-- Opening Marker --

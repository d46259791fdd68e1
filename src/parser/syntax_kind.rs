//! Syntax kinds for the Rowan-based CST
//!
//! This enum defines all possible node and token kinds in the syntax tree
//! of the C#-like language understood by the reference front end.

/// All syntax kinds (tokens and nodes)
///
/// Tokens are leaf nodes (identifiers, keywords, punctuation).
/// Nodes are composite (declarations, statements, expressions).
#[derive(Debug, Clone, Copy, PartialEq, Eq, PartialOrd, Ord, Hash)]
#[repr(u16)]
#[allow(non_camel_case_types)]
pub enum SyntaxKind {
    // =========================================================================
    // TRIVIA (whitespace and comments - preserved but not semantically meaningful)
    // =========================================================================
    WHITESPACE = 0,
    LINE_COMMENT,
    BLOCK_COMMENT,

    // =========================================================================
    // LITERALS
    // =========================================================================
    IDENT,       // identifier
    INT_NUMBER,  // 42
    REAL_NUMBER, // 3.14
    STRING,      // "hello"
    CHAR,        // 'c'

    // =========================================================================
    // PUNCTUATION
    // =========================================================================
    L_BRACE,     // {
    R_BRACE,     // }
    L_BRACKET,   // [
    R_BRACKET,   // ]
    L_PAREN,     // (
    R_PAREN,     // )
    SEMICOLON,   // ;
    COLON,       // :
    DOT,         // .
    COMMA,       // ,
    EQ,          // =
    EQ_EQ,       // ==
    BANG_EQ,     // !=
    LT,          // <
    GT,          // >
    LT_EQ,       // <=
    GT_EQ,       // >=
    FAT_ARROW,   // =>
    PLUS,        // +
    MINUS,       // -
    STAR,        // *
    SLASH,       // /
    PERCENT,     // %
    PLUS_EQ,     // +=
    MINUS_EQ,    // -=
    STAR_EQ,     // *=
    SLASH_EQ,    // /=
    PLUS_PLUS,   // ++
    MINUS_MINUS, // --
    BANG,        // !
    TILDE,       // ~
    AMP,         // &
    PIPE,        // |
    CARET,       // ^
    AMP_AMP,     // &&
    PIPE_PIPE,   // ||
    QUESTION,    // ?
    QUESTION_QUESTION, // ??

    // =========================================================================
    // KEYWORDS
    // =========================================================================
    // Declarations
    NAMESPACE_KW,
    USING_KW,
    CLASS_KW,
    STRUCT_KW,
    INTERFACE_KW,
    ENUM_KW,
    DELEGATE_KW,
    OPERATOR_KW,
    WHERE_KW,

    // Modifiers
    PUBLIC_KW,
    PRIVATE_KW,
    PROTECTED_KW,
    INTERNAL_KW,
    STATIC_KW,
    VIRTUAL_KW,
    ABSTRACT_KW,
    OVERRIDE_KW,
    SEALED_KW,
    EXTERN_KW,
    CONST_KW,
    READONLY_KW,
    ASYNC_KW,
    NEW_KW,
    PARTIAL_KW,
    REF_KW,
    OUT_KW,
    IN_KW,
    PARAMS_KW,

    // Statements
    IF_KW,
    ELSE_KW,
    WHILE_KW,
    DO_KW,
    FOR_KW,
    FOREACH_KW,
    RETURN_KW,
    THROW_KW,
    TRY_KW,
    CATCH_KW,
    FINALLY_KW,
    SWITCH_KW,
    CASE_KW,
    DEFAULT_KW,
    WHEN_KW,
    BREAK_KW,
    CONTINUE_KW,
    YIELD_KW,
    LOCK_KW,
    CHECKED_KW,
    UNCHECKED_KW,

    // Expressions
    AWAIT_KW,
    TRUE_KW,
    FALSE_KW,
    NULL_KW,
    STACKALLOC_KW,
    THIS_KW,
    BASE_KW,

    // =========================================================================
    // NODES - Declarations
    // =========================================================================
    COMPILATION_UNIT,
    USING_DIRECTIVE,
    NAMESPACE_DECLARATION,
    CLASS_DECLARATION,
    STRUCT_DECLARATION,
    INTERFACE_DECLARATION,
    ENUM_DECLARATION,
    ENUM_MEMBER_DECLARATION,
    DELEGATE_DECLARATION,
    BASE_LIST,
    FIELD_DECLARATION,
    METHOD_DECLARATION,
    OPERATOR_DECLARATION,
    CONSTRUCTOR_DECLARATION,
    CONSTRUCTOR_INITIALIZER,
    DESTRUCTOR_DECLARATION,
    PROPERTY_DECLARATION,
    ACCESSOR_LIST,
    GET_ACCESSOR_DECLARATION,
    SET_ACCESSOR_DECLARATION,
    EXPLICIT_INTERFACE_SPECIFIER,
    ARROW_EXPRESSION_CLAUSE,
    EQUALS_VALUE_CLAUSE,
    PARAMETER_LIST,
    PARAMETER,
    TYPE_PARAMETER_LIST,
    TYPE_PARAMETER,
    TYPE_PARAMETER_CONSTRAINT_CLAUSE,
    ATTRIBUTE_LIST,
    ATTRIBUTE,
    TYPE,
    TYPE_ARGUMENT_LIST,
    VARIABLE_DECLARATION,
    VARIABLE_DECLARATOR,

    // =========================================================================
    // NODES - Statements
    // =========================================================================
    BLOCK,
    LOCAL_DECLARATION_STATEMENT,
    LOCAL_FUNCTION_STATEMENT,
    EXPRESSION_STATEMENT,
    EMPTY_STATEMENT,
    RETURN_STATEMENT,
    THROW_STATEMENT,
    IF_STATEMENT,
    ELSE_CLAUSE,
    WHILE_STATEMENT,
    DO_STATEMENT,
    FOR_STATEMENT,
    FOREACH_STATEMENT,
    USING_STATEMENT,
    LOCK_STATEMENT,
    CHECKED_STATEMENT,
    UNCHECKED_STATEMENT,
    TRY_STATEMENT,
    CATCH_CLAUSE,
    CATCH_DECLARATION,
    CATCH_FILTER_CLAUSE,
    FINALLY_CLAUSE,
    SWITCH_STATEMENT,
    SWITCH_SECTION,
    CASE_SWITCH_LABEL,
    CASE_PATTERN_SWITCH_LABEL,
    DEFAULT_SWITCH_LABEL,
    DECLARATION_PATTERN,
    CONSTANT_PATTERN,
    WHEN_CLAUSE,
    BREAK_STATEMENT,
    CONTINUE_STATEMENT,
    YIELD_RETURN_STATEMENT,
    YIELD_BREAK_STATEMENT,

    // =========================================================================
    // NODES - Expressions
    // =========================================================================
    LITERAL_EXPRESSION,
    NAME_EXPRESSION,
    THIS_EXPRESSION,
    BASE_EXPRESSION,
    MEMBER_ACCESS_EXPRESSION,
    INVOCATION_EXPRESSION,
    ELEMENT_ACCESS_EXPRESSION,
    ARGUMENT_LIST,
    BRACKETED_ARGUMENT_LIST,
    ARGUMENT,
    OBJECT_CREATION_EXPRESSION,
    PARENTHESIZED_EXPRESSION,
    PREFIX_UNARY_EXPRESSION,
    POSTFIX_UNARY_EXPRESSION,
    BINARY_EXPRESSION,
    ASSIGNMENT_EXPRESSION,
    CONDITIONAL_EXPRESSION,
    AWAIT_EXPRESSION,
    CHECKED_EXPRESSION,
    STACKALLOC_ARRAY_CREATION_EXPRESSION,
    INITIALIZER_EXPRESSION,
    SWITCH_EXPRESSION,
    SWITCH_EXPRESSION_ARM,
    SIMPLE_LAMBDA_EXPRESSION,
    PARENTHESIZED_LAMBDA_EXPRESSION,

    // Special
    ERROR,

    #[doc(hidden)]
    __LAST,
}

impl SyntaxKind {
    /// Check if this is a trivia token (whitespace or comment)
    pub fn is_trivia(self) -> bool {
        matches!(self, Self::WHITESPACE | Self::LINE_COMMENT | Self::BLOCK_COMMENT)
    }

    /// Check if this is a keyword
    pub fn is_keyword(self) -> bool {
        (self as u16) >= (Self::NAMESPACE_KW as u16) && (self as u16) <= (Self::BASE_KW as u16)
    }

    /// Check if this is a punctuation token
    pub fn is_punct(self) -> bool {
        (self as u16) >= (Self::L_BRACE as u16)
            && (self as u16) <= (Self::QUESTION_QUESTION as u16)
    }

    /// Check if this is a literal
    pub fn is_literal(self) -> bool {
        matches!(
            self,
            Self::INT_NUMBER | Self::REAL_NUMBER | Self::STRING | Self::CHAR
        )
    }

    /// Check if this is any token kind (as opposed to a node kind)
    pub fn is_token(self) -> bool {
        (self as u16) < (Self::COMPILATION_UNIT as u16)
    }

    /// Declaration modifiers (`public`, `static`, `async`, ...)
    pub fn is_modifier(self) -> bool {
        (self as u16) >= (Self::PUBLIC_KW as u16) && (self as u16) <= (Self::PARTIAL_KW as u16)
    }

    /// Parameter modifiers (`ref`, `out`, `in`, `params`, `this`)
    pub fn is_parameter_modifier(self) -> bool {
        matches!(
            self,
            Self::REF_KW | Self::OUT_KW | Self::IN_KW | Self::PARAMS_KW | Self::THIS_KW
        )
    }

    /// Type declarations that own a member list
    pub fn is_type_declaration(self) -> bool {
        matches!(
            self,
            Self::CLASS_DECLARATION | Self::STRUCT_DECLARATION | Self::INTERFACE_DECLARATION
        )
    }

    /// Declarations that own a body of statements (block or expression body)
    pub fn has_body(self) -> bool {
        matches!(
            self,
            Self::METHOD_DECLARATION
                | Self::OPERATOR_DECLARATION
                | Self::CONSTRUCTOR_DECLARATION
                | Self::DESTRUCTOR_DECLARATION
                | Self::GET_ACCESSOR_DECLARATION
                | Self::SET_ACCESSOR_DECLARATION
        )
    }

    /// Lambda expressions and local functions
    pub fn is_nested_function(self) -> bool {
        matches!(
            self,
            Self::SIMPLE_LAMBDA_EXPRESSION
                | Self::PARENTHESIZED_LAMBDA_EXPRESSION
                | Self::LOCAL_FUNCTION_STATEMENT
        )
    }

    pub fn is_lambda(self) -> bool {
        matches!(
            self,
            Self::SIMPLE_LAMBDA_EXPRESSION | Self::PARENTHESIZED_LAMBDA_EXPRESSION
        )
    }

    /// Expression node kinds
    pub fn is_expression(self) -> bool {
        (self as u16) >= (Self::LITERAL_EXPRESSION as u16)
            && (self as u16) <= (Self::PARENTHESIZED_LAMBDA_EXPRESSION as u16)
            && !matches!(
                self,
                Self::ARGUMENT_LIST | Self::BRACKETED_ARGUMENT_LIST | Self::ARGUMENT | Self::SWITCH_EXPRESSION_ARM
            )
    }

    /// Statement node kinds
    pub fn is_statement(self) -> bool {
        matches!(
            self,
            Self::BLOCK
                | Self::LOCAL_DECLARATION_STATEMENT
                | Self::LOCAL_FUNCTION_STATEMENT
                | Self::EXPRESSION_STATEMENT
                | Self::EMPTY_STATEMENT
                | Self::RETURN_STATEMENT
                | Self::THROW_STATEMENT
                | Self::IF_STATEMENT
                | Self::WHILE_STATEMENT
                | Self::DO_STATEMENT
                | Self::FOR_STATEMENT
                | Self::FOREACH_STATEMENT
                | Self::USING_STATEMENT
                | Self::LOCK_STATEMENT
                | Self::CHECKED_STATEMENT
                | Self::UNCHECKED_STATEMENT
                | Self::TRY_STATEMENT
                | Self::SWITCH_STATEMENT
                | Self::BREAK_STATEMENT
                | Self::CONTINUE_STATEMENT
                | Self::YIELD_RETURN_STATEMENT
                | Self::YIELD_BREAK_STATEMENT
        )
    }
}

impl From<SyntaxKind> for rowan::SyntaxKind {
    fn from(kind: SyntaxKind) -> Self {
        Self(kind as u16)
    }
}

impl From<rowan::SyntaxKind> for SyntaxKind {
    fn from(raw: rowan::SyntaxKind) -> Self {
        assert!(raw.0 < SyntaxKind::__LAST as u16);
        // Safety: we control all syntax kinds and check bounds above
        unsafe { std::mem::transmute::<u16, SyntaxKind>(raw.0) }
    }
}

/// Language definition for Rowan
#[derive(Debug, Clone, Copy, PartialEq, Eq, PartialOrd, Ord, Hash)]
pub enum CSharpLanguage {}

impl rowan::Language for CSharpLanguage {
    type Kind = SyntaxKind;

    fn kind_from_raw(raw: rowan::SyntaxKind) -> Self::Kind {
        raw.into()
    }

    fn kind_to_raw(kind: Self::Kind) -> rowan::SyntaxKind {
        kind.into()
    }
}

/// Type aliases for convenience
pub type SyntaxNode = rowan::SyntaxNode<CSharpLanguage>;
pub type SyntaxToken = rowan::SyntaxToken<CSharpLanguage>;
pub type SyntaxElement = rowan::SyntaxElement<CSharpLanguage>;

-- Closing Marker --

◆ Task requirements:
Please filter the entries for the word "SyntaxKind" and copy the lines that have it.

◆ The answer:
pub enum SyntaxKind {
impl SyntaxKind {
impl From<SyntaxKind> for rowan::SyntaxKind {
    fn from(kind: SyntaxKind) -> Self {
impl From<rowan::SyntaxKind> for SyntaxKind {
    fn from(raw: rowan::SyntaxKind) -> Self {
        assert!(raw.0 < SyntaxKind::__LAST as u16);
        unsafe { std::mem::transmute::<u16, SyntaxKind>(raw.0) }
    type Kind = SyntaxKind;
    fn kind_from_raw(raw: rowan::SyntaxKind) -> Self::Kind {
    fn kind_to_raw(kind: Self::Kind) -> rowan::SyntaxKind {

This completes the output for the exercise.